This fuzz target has ~73 coverage edges (no matter whether we grep or obtain that number by any other means, as @jonathanmetzman pointed out). The current threshold is 100.

I don't think we should allocate even one CPU-day for such a trivial fuzz target. If we could allocate fractional CPUs (e.g. run such a small fuzz target for just 1 hour a day), we might let them go through, but anyway that would be fuzzing done wrong.

Regarding hacky white listing in https://github.com/google/oss-fuzz/blob/master/infra/base-images/base-runner/test_all#L121, totally agree that we should get rid of it. I'm fine with removing / disabling those fuzz targets at all. At current scale of OSS-Fuzz, I think those minor and almost useless targets shouldn't distract us.

evanmiller commented 5 years ago

I agree that the marginal value of running a small fuzzing target for the 24th hour is very small. However, in terms of catching regressions, the marginal value of running the target on a new commit for even the first 60 seconds is quite high. These small targets may be sub-grammars buried deep in a complicated file format, and otherwise awkward to fuzz. Perhaps the scheduler should be more intelligent about prioritizing targets based on the marginal likelihood of finding a bug.

Dor1s commented 5 years ago

Absolutely. That's one of the key elements of our Ideal Integration guidance. The regression testing should happen upstream and/or be embedded into developer's workflow. From fuzzing you just need a good corpus. For a trivial fuzz target, a good corpus can be generated very quickly even without an infrastructure like ClusterFuzz.

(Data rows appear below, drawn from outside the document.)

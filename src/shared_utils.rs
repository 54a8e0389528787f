use std::cmp::Ordering;
use regex::Regex;

lazy_static::lazy_static! {
    static ref BLOCK_BREAK: Regex =
        Regex::new(r"(?i)</(?:p|h[1-6]|table|section|ul|ol|div|blockquote|pre)\s*>").unwrap();
    static ref LINE_BREAK: Regex = Regex::new(r"(?i)</(?:li|tr|caption)\s*>|<br\s*/?>").unwrap();
    static ref INLINE_TAG: Regex =
        Regex::new(r"(?i)</?(?:b|i|u|em|strong|span|a|sub|sup|mark|small|code)(?:\s[^>]*)?>").unwrap();
    static ref ANY_TAG: Regex = Regex::new(r"<[^>]*>").unwrap();
    static ref ENTITY: Regex = Regex::new(r"&(#[0-9]+|#[xX][0-9a-fA-F]+|[a-zA-Z]+);").unwrap();
    static ref EXCESS_BLANK_LINES: Regex = Regex::new(r"\n{3,}").unwrap();
}

/// Escape text for inclusion in an HTML fragment.
pub fn escape_html(text: &str) -> String {
    let mut escaped = String::with_capacity(text.len());
    for ch in text.chars() {
        match ch {
            '&' => escaped.push_str("&amp;"),
            '<' => escaped.push_str("&lt;"),
            '>' => escaped.push_str("&gt;"),
            '"' => escaped.push_str("&quot;"),
            '\'' => escaped.push_str("&#39;"),
            _ => escaped.push(ch),
        }
    }
    escaped
}

/// Resolve the body of an XML/HTML entity reference (`amp`, `#38`, `#x26`).
pub fn resolve_entity(name: &str) -> Option<char> {
    if let Some(numeric) = name.strip_prefix('#') {
        let code = match numeric.strip_prefix(['x', 'X']) {
            Some(hex) => u32::from_str_radix(hex, 16).ok()?,
            None => numeric.parse().ok()?,
        };
        return char::from_u32(code);
    }
    match name {
        "amp" => Some('&'),
        "lt" => Some('<'),
        "gt" => Some('>'),
        "quot" => Some('"'),
        "apos" => Some('\''),
        "nbsp" => Some('\u{a0}'),
        _ => None,
    }
}

/// Replace entity references; unknown ones are left untouched.
pub fn decode_entities(text: &str) -> String {
    ENTITY
        .replace_all(text, |caps: &regex::Captures| match resolve_entity(&caps[1]) {
            Some(ch) => ch.to_string(),
            None => caps[0].to_string(),
        })
        .into_owned()
}

/// Reduce an HTML fragment to its text-only form.
///
/// Block elements end in a blank line and cells are separated by spaces, so
/// tokenizing the result yields the same words as a hand-stripped copy.
pub fn html_to_text(html: &str) -> String {
    let text = BLOCK_BREAK.replace_all(html, "\n\n");
    let text = LINE_BREAK.replace_all(&text, "\n");
    let text = INLINE_TAG.replace_all(&text, "");
    let text = ANY_TAG.replace_all(&text, " ");
    let text = decode_entities(&text);

    let lines: Vec<String> = text
        .lines()
        .map(|line| line.split_whitespace().collect::<Vec<_>>().join(" "))
        .collect();
    let joined = lines.join("\n");
    EXCESS_BLANK_LINES
        .replace_all(joined.trim(), "\n\n")
        .into_owned()
}

/// Order strings so embedded numbers compare by value: `slide2` < `slide10`.
pub fn natural_cmp(a: &str, b: &str) -> Ordering {
    let mut left = a.chars().peekable();
    let mut right = b.chars().peekable();

    loop {
        match (left.peek().copied(), right.peek().copied()) {
            (None, None) => return Ordering::Equal,
            (None, Some(_)) => return Ordering::Less,
            (Some(_), None) => return Ordering::Greater,
            (Some(l), Some(r)) if l.is_ascii_digit() && r.is_ascii_digit() => {
                let l_num = take_digits(&mut left);
                let r_num = take_digits(&mut right);
                let l_trim = l_num.trim_start_matches('0');
                let r_trim = r_num.trim_start_matches('0');
                let ord = l_trim
                    .len()
                    .cmp(&r_trim.len())
                    .then_with(|| l_trim.cmp(r_trim))
                    .then_with(|| l_num.len().cmp(&r_num.len()));
                if ord != Ordering::Equal {
                    return ord;
                }
            }
            (Some(l), Some(r)) => {
                if l != r {
                    return l.cmp(&r);
                }
                left.next();
                right.next();
            }
        }
    }
}

fn take_digits(chars: &mut std::iter::Peekable<std::str::Chars<'_>>) -> String {
    let mut digits = String::new();
    while let Some(ch) = chars.peek().copied() {
        if !ch.is_ascii_digit() {
            break;
        }
        digits.push(ch);
        chars.next();
    }
    digits
}

/// First run of ASCII digits in `text`, if any.
pub fn first_number(text: &str) -> Option<usize> {
    let start = text.find(|c: char| c.is_ascii_digit())?;
    let digits: String = text[start..].chars().take_while(|c| c.is_ascii_digit()).collect();
    digits.parse().ok()
}

/// Human readable size, e.g. `12.5 KB`.
pub fn format_file_size(bytes: u64) -> String {
    const UNITS: [&str; 4] = ["bytes", "KB", "MB", "GB"];
    if bytes < 1024 {
        return format!("{} bytes", bytes);
    }
    let mut size = bytes as f64;
    let mut unit = 0;
    while size >= 1024.0 && unit < UNITS.len() - 1 {
        size /= 1024.0;
        unit += 1;
    }
    format!("{:.1} {}", size, UNITS[unit])
}

/// Break text at word boundaries for better readability
pub fn break_at_word_boundary(text: &str, max_chars: usize) -> &str {
    if text.chars().count() <= max_chars {
        return text;
    }

    // First, truncate to max_chars
    let mut truncated_end = 0;
    for (char_count, (byte_idx, _)) in text.char_indices().enumerate() {
        if char_count >= max_chars {
            truncated_end = byte_idx;
            break;
        }
    }

    if truncated_end == 0 {
        return text;
    }

    let truncated_text = &text[..truncated_end];

    // Now try to find a word boundary within the truncated text
    if let Some(last_space_pos) = truncated_text.rfind(char::is_whitespace) {
        let word_boundary_chunk = &truncated_text[..last_space_pos];
        // Only accept the boundary if it keeps a meaningful share of the text
        let min_progress = std::cmp::max(max_chars / 10, 10);
        if word_boundary_chunk.chars().count() >= min_progress {
            return word_boundary_chunk;
        }
    }

    truncated_text
}

/// Cap `text` at `max_chars`, recording a warning when something was cut.
pub fn cap_text(text: String, max_chars: usize, warnings: &mut Vec<String>) -> String {
    if text.chars().count() <= max_chars {
        return text;
    }
    let kept = break_at_word_boundary(&text, max_chars).to_string();
    warnings.push(format!(
        "Content truncated to {} of {} characters",
        kept.chars().count(),
        text.chars().count()
    ));
    kept
}
//! ZIP-structured document access.
//!
//! Opening a container only reads the central directory; entries are inflated
//! one at a time when asked for, and never beyond the configured size cap.

use std::io::{Cursor, Read};

use quick_xml::Reader;
use quick_xml::events::Event;
use zip::ZipArchive;

use crate::error::{PreviewError, Result};
use crate::shared_utils::natural_cmp;
use crate::xml_text::attr;

/// A named part read out of a container.
#[derive(Debug, Clone, PartialEq)]
pub struct ContainerEntry {
    pub path: String,
    pub bytes: Vec<u8>,
}

impl ContainerEntry {
    /// Decode the part as UTF-8 text, dropping a byte-order mark.
    pub fn text(&self) -> String {
        let bytes = self.bytes.strip_prefix(&[0xEF, 0xBB, 0xBF]).unwrap_or(&self.bytes);
        String::from_utf8_lossy(bytes).into_owned()
    }
}

/// An open OOXML (or any ZIP) container borrowed from the caller's bytes.
pub struct OoxmlContainer<'a> {
    archive: ZipArchive<Cursor<&'a [u8]>>,
    names: Vec<String>,
    max_entry_size: u64,
}

impl<'a> OoxmlContainer<'a> {
    /// Index the central directory of `bytes`.
    pub fn open(bytes: &'a [u8], max_entry_size: u64) -> Result<Self> {
        let archive = ZipArchive::new(Cursor::new(bytes))
            .map_err(|e| PreviewError::MalformedContainer(e.to_string()))?;
        let names = archive.file_names().map(str::to_string).collect();
        Ok(Self {
            archive,
            names,
            max_entry_size,
        })
    }

    pub fn len(&self) -> usize {
        self.names.len()
    }

    pub fn is_empty(&self) -> bool {
        self.names.is_empty()
    }

    pub fn contains(&self, path: &str) -> bool {
        self.names.iter().any(|name| name == path)
    }

    /// Entry paths starting with `prefix`, in natural-numeric order.
    pub fn entries_under(&self, prefix: &str) -> Vec<String> {
        let mut matching: Vec<String> = self
            .names
            .iter()
            .filter(|name| name.starts_with(prefix) && !name.ends_with('/'))
            .cloned()
            .collect();
        matching.sort_by(|a, b| natural_cmp(a, b));
        matching
    }

    pub fn read_entry(&mut self, path: &str) -> Result<ContainerEntry> {
        let bytes = self.read_binary(path)?;
        Ok(ContainerEntry {
            path: path.to_string(),
            bytes,
        })
    }

    pub fn read_binary(&mut self, path: &str) -> Result<Vec<u8>> {
        let file = match self.archive.by_name(path) {
            Ok(file) => file,
            Err(zip::result::ZipError::FileNotFound) => {
                return Err(PreviewError::EntryNotFound(path.to_string()));
            }
            Err(e) => return Err(PreviewError::MalformedContainer(format!("{}: {}", path, e))),
        };
        if file.size() > self.max_entry_size {
            return Err(PreviewError::MalformedContainer(format!(
                "{} inflates to {} bytes, above the {} byte limit",
                path,
                file.size(),
                self.max_entry_size
            )));
        }

        // The declared size can lie; cap what is actually inflated as well
        let mut bytes = Vec::with_capacity(file.size() as usize);
        file.take(self.max_entry_size + 1).read_to_end(&mut bytes)?;
        if bytes.len() as u64 > self.max_entry_size {
            return Err(PreviewError::MalformedContainer(format!(
                "{} exceeds the {} byte limit",
                path, self.max_entry_size
            )));
        }
        Ok(bytes)
    }

    pub fn read_text(&mut self, path: &str) -> Result<String> {
        Ok(self.read_entry(path)?.text())
    }

    /// Read a part that may legitimately be absent.
    pub fn read_optional_text(&mut self, path: &str) -> Option<String> {
        match self.read_text(path) {
            Ok(text) => Some(text),
            Err(PreviewError::EntryNotFound(_)) => None,
            Err(e) => {
                log::warn!("Skipping unreadable part {}: {}", path, e);
                None
            }
        }
    }
}

/// Path of the relationship part belonging to `part`
/// (`ppt/slides/slide3.xml` -> `ppt/slides/_rels/slide3.xml.rels`).
pub fn relationships_path(part: &str) -> String {
    match part.rsplit_once('/') {
        Some((dir, file)) => format!("{}/_rels/{}.rels", dir, file),
        None => format!("_rels/{}.rels", part),
    }
}

/// Resolve a relationship target relative to the part that declares it.
pub fn resolve_target(part: &str, target: &str) -> String {
    if let Some(absolute) = target.strip_prefix('/') {
        return absolute.to_string();
    }
    let mut segments: Vec<&str> = match part.rsplit_once('/') {
        Some((dir, _)) => dir.split('/').collect(),
        None => Vec::new(),
    };
    for segment in target.split('/') {
        match segment {
            "." | "" => {}
            ".." => {
                segments.pop();
            }
            other => segments.push(other),
        }
    }
    segments.join("/")
}

/// One `<Relationship>` of a `.rels` part.
#[derive(Debug, Clone, PartialEq)]
pub struct Relationship {
    pub id: String,
    /// Last segment of the relationship type URI (`image`, `notesSlide`, ...)
    pub kind: String,
    pub target: String,
    pub external: bool,
}

/// Parse a relationship part; malformed markup yields what was read so far.
pub fn parse_relationships(xml: &str) -> Vec<Relationship> {
    let mut reader = Reader::from_str(xml);
    let mut relationships = Vec::new();
    let mut buf = Vec::new();

    loop {
        match reader.read_event_into(&mut buf) {
            Ok(Event::Start(ref e)) | Ok(Event::Empty(ref e))
                if e.local_name().as_ref() == b"Relationship" =>
            {
                if let (Some(id), Some(target)) = (attr(e, b"Id"), attr(e, b"Target")) {
                    let kind = attr(e, b"Type")
                        .and_then(|t| t.rsplit('/').next().map(str::to_string))
                        .unwrap_or_default();
                    relationships.push(Relationship {
                        id,
                        kind,
                        target,
                        external: attr(e, b"TargetMode").as_deref() == Some("External"),
                    });
                }
            }
            Ok(Event::Eof) => break,
            Err(e) => {
                log::warn!("Error parsing relationships: {}", e);
                break;
            }
            _ => {}
        }
        buf.clear();
    }
    relationships
}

evanmiller commented 5 years ago

That makes sense.

It would help me to have more clarity on what belongs in ClusterFuzz vs what belongs upstream. I was happy to include only the large, "full format" fuzzers until @Google-Autofuzz opened https://github.com/WizardMac/ReadStat/issues/181 requesting the smaller fuzzers be included. Now that I have spent time on those smaller fuzzers, I am being told they are a potential waste of resources.

As a project owner, it would help me if Google-Autofuzz and OSS-Fuzz came up with a coherent policy on acceptable fuzzing targets before making these sorts of requests of project owners. I don't really care which fuzzers are ultimately included, but I do find the current lack of clarity (and the unexplained urgency for including more fuzzing targets) a bit frustrating.

Dor1s commented 5 years ago

@evanmiller, I'm really sorry for that confusion. We're still adjusting some elements of collaboration with @Google-Autofuzz, so this situation we've put you in is definitely unfortunate.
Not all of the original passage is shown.